A team of engineers at the University of Florida has developed a new form of CRISPR technology that could make diagnostics and treatments safer, more precise, and more affordable, while opening the door to entirely new ways of controlling disease.
Published in Nature Biotechnology, the work establishes the world’s first system that uses DNA, rather than RNA, to guide CRISPR enzymes to its target, overturning the long-standing paradigm.
To understand why that matters, it helps to think of how cells work.
Inside every cell is DNA, the body’s master instruction manual. But cells don’t use that original blueprint directly. Instead, they make working copies, or RNA, that carry instructions to build proteins and carry out functions.
“Those RNA copies are like Xerox copies of the original manual, and sometimes those copies have errors,” said Piyush Jain, an associate professor and the Shah Rising Professor in the department of chemical engineering at UF and the study’s lead author.
Those errors can have serious consequences. In diseases such as cancer, cells can produce too many faulty copies or follow incorrect instructions, leading to uncontrolled growth or other problems.
How current CRISPR tools fall short
For years, scientists have used CRISPR to target and cut genetic material, often focusing on making permanent changes to DNA itself. More recently, researchers have developed tools to target RNA, what Jain called the working copies, offering a way to intervene without altering the underlying genetic code.
But those approaches come with tradeoffs, he said.

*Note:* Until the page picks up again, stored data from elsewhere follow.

//! Actions deleting buckets and stored objects.

use super::{get_buckets, get_objects, Bucket, StoredObject};
use crate::error::Result;
use crate::oci::OciClient;
use crate::pipeline::{resolve_targets, FilterSet};
use serde_json::Value;
use urlencoding::encode;

/// Delete a given bucket.
pub async fn delete_bucket(
    client: &OciClient,
    namespace: &str,
    bucket_name: &str,
) -> Result<Value> {
    let url = client.object_storage_url(
        &format!("n/{}/b/{}", encode(namespace), encode(bucket_name)),
        &[],
    );
    client.delete(&url).await
}

/// Delete the given buckets. Without an explicit name list, every bucket in
/// the compartment matching the filter criteria is deleted.
pub async fn delete_buckets_in_compartment(
    client: &OciClient,
    filters: Option<&FilterSet>,
    namespace: &str,
    bucket_names: Option<Vec<String>>,
    compartment_id: Option<&str>,
) -> Result<Vec<Value>> {
    let compartment_id = client.compartment(compartment_id)?;

    if bucket_names.as_ref().map_or(true, |names| names.is_empty()) {
        tracing::warn!(
            "Going to delete all buckets in compartment '{}' matching the filter criteria",
            compartment_id
        );
    }
    let targets = resolve_targets(
        bucket_names,
        filters,
        || get_buckets(client, namespace, &compartment_id),
        |bucket: &Bucket| bucket.name.clone(),
    )
    .await?;

    let mut responses = Vec::with_capacity(targets.len());
    for bucket_name in &targets {
        tracing::debug!(
            "Deleting bucket '{}' from compartment '{}'",
            bucket_name,
            compartment_id
        );
        responses.push(delete_bucket(client, namespace, bucket_name).await?);
    }

    Ok(responses)
}

/// Delete a given object.
pub async fn delete_object(
    client: &OciClient,
    namespace: &str,
    bucket_name: &str,
    object_name: &str,
) -> Result<Value> {
    // Object names routinely carry '/', '#', and spaces; encode every
    // segment so the request reaches the named object and nothing else.
    let url = client.object_storage_url(
        &format!(
            "n/{}/b/{}/o/{}",
            encode(namespace),
            encode(bucket_name),
            encode(object_name)
        ),
        &[],
    );
    client.delete(&url).await
}

/// Delete the given objects. Without an explicit name list, every object in
/// the bucket matching the filter criteria is deleted.
pub async fn delete_objects_in_compartment(
    client: &OciClient,
    filters: Option<&FilterSet>,
    namespace: &str,
    bucket_name: &str,
    object_names: Option<Vec<String>>,
) -> Result<Vec<Value>> {
    if object_names.as_ref().map_or(true, |names| names.is_empty()) {
        tracing::warn!(
            "Going to delete all objects in bucket '{}' matching the filter criteria",
            bucket_name
        );
    }
    let targets = resolve_targets(
        object_names,
        filters,
        || get_objects(client, namespace, bucket_name),
        |object: &StoredObject| object.name.clone(),
    )
    .await?;

    let mut responses = Vec::with_capacity(targets.len());
    for object_name in &targets {
        tracing::debug!(
            "Deleting object '{}' from bucket '{}'",
            object_name,
            bucket_name
        );
        responses.push(delete_object(client, namespace, bucket_name, object_name).await?);
    }

    Ok(responses)
}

“Existing RNA-targeting CRISPR systems rely on RNA guides to find their targets,” Jain said. “While effective, they can sometimes affect unintended molecules, creating off-target effects. They can also be costly and less stable.”

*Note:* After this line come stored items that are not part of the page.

//! Predicate filter.
//!
//! A filter set maps attribute names to expected values; a resource matches
//! when every pair compares equal (exact equality, logical AND). Attribute
//! names are checked against the resource kind's legal set before any value
//! is examined: partial filtering may select resources we do not want, so an
//! unknown name fails the whole call instead.

use crate::error::{ActivityError, Result};
use serde_json::Value;
use std::collections::{BTreeMap, HashSet};

/// Attribute name to expected value; insertion order is irrelevant.
pub type FilterSet = BTreeMap<String, Value>;

/// A resource kind that can be filtered by attribute name.
///
/// Implemented once per kind as a small adapter: the legal attribute-name
/// set is declarative and authoritative, not derived from whichever fields
/// happen to be populated on a given resource.
pub trait Filterable {
    /// Plural kind name used in error messages, e.g. `"instances"`.
    const KIND: &'static str;

    /// The legal filter attribute names for this kind.
    fn attribute_names() -> &'static [&'static str];

    /// Current value of a named attribute; `None` when the attribute is
    /// unset on this resource. An absent value never equals an expected one.
    fn attribute(&self, name: &str) -> Option<Value>;
}

/// Return only those resources that match every filter, preserving input
/// order. An empty input collection is a terminal error: there is nothing
/// to validate the filter against, and silently matching nothing would hide
/// a wrong scope from the operator.
pub fn filter_resources<T>(resources: &[T], filters: &FilterSet) -> Result<Vec<T>>
where
    T: Filterable + Clone,
{
    if resources.is_empty() {
        return Err(ActivityError::NoResources(T::KIND));
    }

    let legal: HashSet<&str> = T::attribute_names().iter().copied().collect();
    let unknown: Vec<String> = filters
        .keys()
        .filter(|name| !legal.contains(name.as_str()))
        .cloned()
        .collect();
    if !unknown.is_empty() {
        return Err(ActivityError::InvalidFilter {
            kind: T::KIND,
            names: unknown,
        });
    }

    Ok(resources
        .iter()
        .filter(|resource| {
            filters
                .iter()
                .all(|(attr, expected)| resource.attribute(attr).as_ref() == Some(expected))
        })
        .cloned()
        .collect())
}

/// Apply filters only when the caller actually supplied some. `None` and an
/// empty map both mean "no filtering requested" and pass the collection
/// through untouched, empty or not.
pub fn apply_filters<T>(resources: Vec<T>, filters: Option<&FilterSet>) -> Result<Vec<T>>
where
    T: Filterable + Clone,
{
    match filters {
        Some(filters) if !filters.is_empty() => filter_resources(&resources, filters),
        _ => Ok(resources),
    }
}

The shift to DNA-guided targeting
The new system takes a different approach.
Instead of using RNA as a guide, the team engineered CRISPR to use DNA, which is naturally more stable and easier to produce. This allows the system to more precisely identify and act on specific RNA molecules inside the cell.
In practical terms, that means scientists can focus on correcting or controlling the “Xerox copies” without disturbing the original blueprint.
“It gives us a way to fix or tune the instructions the cell is using in real time, without immediately changing the DNA,” Jain said.
That added level of control could be important for patient safety. By targeting RNA first, scientists may be able to reduce harmful activity, like disease-causing signals, before deciding whether permanent genetic edits are necessary.
The team also found that their system drastically reduces unintended effects compared with existing approaches, improving precision by orders of magnitude in some cases.
Lower costs and wider impact
Beyond precision, the new technology could also lower costs.
“DNA guides are far cheaper and easier to manufacture than RNA guides, and they are far more stable,” Jain said. “While RNA molecules degrade quickly, DNA can remain intact for long periods.”
Together, those advantages could make CRISPR-based tools more accessible for both research and clinical use. The breakthrough tool simplifies clinical diagnostics by catching viruses like HIV early and detecting hepatitis C with 100% accuracy.